• YOUR INSTRUCTIONS: Output only the lines from the start of the entries through the line holding "#[derive(Debug, Clone, Serialize, Deserialize)]". Each line must match the original exactly.

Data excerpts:
+++

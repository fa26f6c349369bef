/**
 * Session Tokens
 *
 * HS256 JWTs carrying `{ sub, email, iat, exp }`. The signing secret and the
 * lifetime come from `ServerConfig`; `TokenKeys` is built once at start-up and
 * cloned into the application state.
 */

use chrono::{DateTime, Duration, Utc};
use jsonwebtoken::{decode, encode, DecodingKey, EncodingKey, Header, Validation};
use serde::{Deserialize, Serialize};

/// JWT claims structure
#[derive(Debug, Clone, Serialize, Deserialize)]
pub struct Claims {
    /// User ID
    pub sub: String,
    /// Email
    pub email: String,
    /// Expiration time (Unix timestamp)
    pub exp: u64,
    /// Issued at time (Unix timestamp)
    pub iat: u64,
}

impl Claims {
    pub fn user_id(&self) -> Option<i64> {
        self.sub.parse().ok()
    }
}

/// Signing and verification keys plus token lifetime.
#[derive(Clone)]
pub struct TokenKeys {
    encoding: EncodingKey,
    decoding: DecodingKey,
    lifetime: Duration,
}

impl TokenKeys {
    pub fn new(secret: &str, lifetime_hours: i64) -> Self {
        Self {
            encoding: EncodingKey::from_secret(secret.as_bytes()),
            decoding: DecodingKey::from_secret(secret.as_bytes()),
            lifetime: Duration::hours(lifetime_hours),
        }
    }

    /// Create a JWT token for a user, valid from now
    pub fn create_token(&self, user_id: i64, email: &str) -> Result<String, jsonwebtoken::errors::Error> {
        self.create_token_at(user_id, email, Utc::now())
    }

    /// Create a token as if it had been issued at `issued_at`
    pub fn create_token_at(
        &self,
        user_id: i64,
        email: &str,
        issued_at: DateTime<Utc>,
    ) -> Result<String, jsonwebtoken::errors::Error> {
        let iat = issued_at.timestamp().max(0) as u64;
        let exp = (issued_at + self.lifetime).timestamp().max(0) as u64;

        let claims = Claims {
            sub: user_id.to_string(),
            email: email.to_string(),
            exp,
            iat,
        };

        encode(&Header::default(), &claims, &self.encoding)
    }

    /// Verify signature and expiry, returning the decoded claims
    pub fn verify_token(&self, token: &str) -> Result<Claims, jsonwebtoken::errors::Error> {
        let token_data = decode::<Claims>(token, &self.decoding, &Validation::default())?;
        Ok(token_data.claims)
    }
}
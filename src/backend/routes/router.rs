/**
 * Router Configuration
 *
 * This module provides the main router creation function that combines
 * all route configurations into a single Axum router.
 *
 * # Layers (outermost first)
 *
 * 1. CORS, restricted to the configured frontend origin
 * 2. `TraceLayer` request logging
 * 3. Routes: `/socket` plus everything under `/api`
 * 4. JSON 404 fallback
 */

use axum::{
    http::{
        header::{AUTHORIZATION, CONTENT_TYPE},
        HeaderValue, Method,
    },
    routing::get,
    Router,
};
use tower_http::{cors::CorsLayer, trace::TraceLayer};

use crate::backend::realtime::socket_handler;
use crate::backend::routes::api_routes::configure_api_routes;
use crate::backend::routes::system_routes::not_found;
use crate::backend::server::state::AppState;

/// Create the Axum router with all routes configured
pub fn create_router(app_state: AppState) -> Router<()> {
    let router = Router::new().route("/socket", get(socket_handler));

    let router = configure_api_routes(router, &app_state);

    router
        .fallback(not_found)
        .layer(TraceLayer::new_for_http())
        .layer(cors_layer(&app_state.config.frontend_url))
        .with_state(app_state)
}

fn cors_layer(frontend_url: &str) -> CorsLayer {
    let layer = CorsLayer::new()
        .allow_methods([Method::GET, Method::POST, Method::PUT, Method::DELETE])
        .allow_headers([AUTHORIZATION, CONTENT_TYPE])
        .allow_credentials(true);

    match HeaderValue::from_str(frontend_url) {
        Ok(origin) => layer.allow_origin(origin),
        Err(e) => {
            tracing::warn!("Invalid FRONTEND_URL {:?}, CORS disabled: {}", frontend_url, e);
            layer
        }
    }
}
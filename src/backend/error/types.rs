/**
 * Backend Error Types
 *
 * This module defines the single error type every HTTP handler returns.
 * Each variant maps to exactly one status code and carries the message that
 * ends up in the `{ "error": ... }` response envelope.
 *
 * # Status Mapping
 *
 * | Variant          | Status |
 * |------------------|--------|
 * | `Validation`     | 400    |
 * | `Unauthenticated`| 401    |
 * | `InvalidToken`   | 403    |
 * | `Forbidden`      | 403    |
 * | `NotFound`       | 404    |
 * | `Conflict`       | 409    |
 * | `Referential`    | 400    |
 * | `Internal`       | 500    |
 *
 * Ownership mismatches on tasks are reported as `NotFound`, so a caller can
 * never tell "not yours" apart from "does not exist".
 */

use axum::http::StatusCode;
use thiserror::Error;

use crate::shared::error::FieldError;

type BoxedSource = Box<dyn std::error::Error + Send + Sync + 'static>;

/// Backend-specific error types
#[derive(Debug, Error)]
pub enum BackendError {
    /// Request body, path or query failed validation
    #[error("{message}")]
    Validation {
        message: String,
        /// Per-field failures, empty when the problem is not tied to a field
        details: Vec<FieldError>,
    },

    /// No usable credential, unknown account or bad login
    #[error("{0}")]
    Unauthenticated(String),

    /// Credential present but its signature, expiry or claims are bad
    #[error("Invalid or expired token")]
    InvalidToken,

    /// Authenticated, but lacking the required capability
    #[error("{0}")]
    Forbidden(String),

    #[error("{0}")]
    NotFound(String),

    /// Unique constraint violated
    #[error("{0}")]
    Conflict(String),

    /// Foreign key constraint violated
    #[error("{0}")]
    Referential(String),

    /// Anything the client cannot fix
    #[error("{message}")]
    Internal {
        message: String,
        #[source]
        source: Option<BoxedSource>,
    },
}

impl BackendError {
    /// Generic validation failure without field details
    pub fn validation(message: impl Into<String>) -> Self {
        Self::Validation {
            message: message.into(),
            details: Vec::new(),
        }
    }

    pub fn unauthenticated(message: impl Into<String>) -> Self {
        Self::Unauthenticated(message.into())
    }

    pub fn forbidden(message: impl Into<String>) -> Self {
        Self::Forbidden(message.into())
    }

    pub fn not_found(message: impl Into<String>) -> Self {
        Self::NotFound(message.into())
    }

    pub fn conflict(message: impl Into<String>) -> Self {
        Self::Conflict(message.into())
    }

    pub fn internal(message: impl Into<String>) -> Self {
        Self::Internal {
            message: message.into(),
            source: None,
        }
    }

    /// Internal error that keeps its cause for logging and debug responses
    pub fn internal_with<E>(message: impl Into<String>, source: E) -> Self
    where
        E: std::error::Error + Send + Sync + 'static,
    {
        Self::Internal {
            message: message.into(),
            source: Some(Box::new(source)),
        }
    }

    /// Get the HTTP status code for this error
    pub fn status_code(&self) -> StatusCode {
        match self {
            Self::Validation { .. } | Self::Referential(_) => StatusCode::BAD_REQUEST,
            Self::Unauthenticated(_) => StatusCode::UNAUTHORIZED,
            Self::InvalidToken | Self::Forbidden(_) => StatusCode::FORBIDDEN,
            Self::NotFound(_) => StatusCode::NOT_FOUND,
            Self::Conflict(_) => StatusCode::CONFLICT,
            Self::Internal { .. } => StatusCode::INTERNAL_SERVER_ERROR,
        }
    }

    /// Client-facing message
    pub fn message(&self) -> String {
        self.to_string()
    }

    pub fn details(&self) -> &[FieldError] {
        match self {
            Self::Validation { details, .. } => details,
            _ => &[],
        }
    }
}
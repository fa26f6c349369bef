//! `GET /api/auth/verify`: echoes the caller's profile if the token is good.
//! Rejections happen in `auth_middleware` before this runs.

use axum::response::Json;

use crate::backend::middleware::AuthUser;
use crate::shared::auth::VerifyResponse;

pub async fn verify(AuthUser(user): AuthUser) -> Json<VerifyResponse> {
    Json(VerifyResponse {
        message: "Token is valid".to_string(),
        user: user.profile(),
    })
}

+++

• TASK SOLUTION:
repository fa26f6c349369bef
/**
 * Session Tokens
 *
 * HS256 JWTs carrying `{ sub, email, iat, exp }`. The signing secret and the
 * lifetime come from `ServerConfig`; `TokenKeys` is built once at start-up and
 * cloned into the application state.
 */

use chrono::{DateTime, Duration, Utc};
use jsonwebtoken::{decode, encode, DecodingKey, EncodingKey, Header, Validation};
use serde::{Deserialize, Serialize};

/// JWT claims structure
#[derive(Debug, Clone, Serialize, Deserialize)]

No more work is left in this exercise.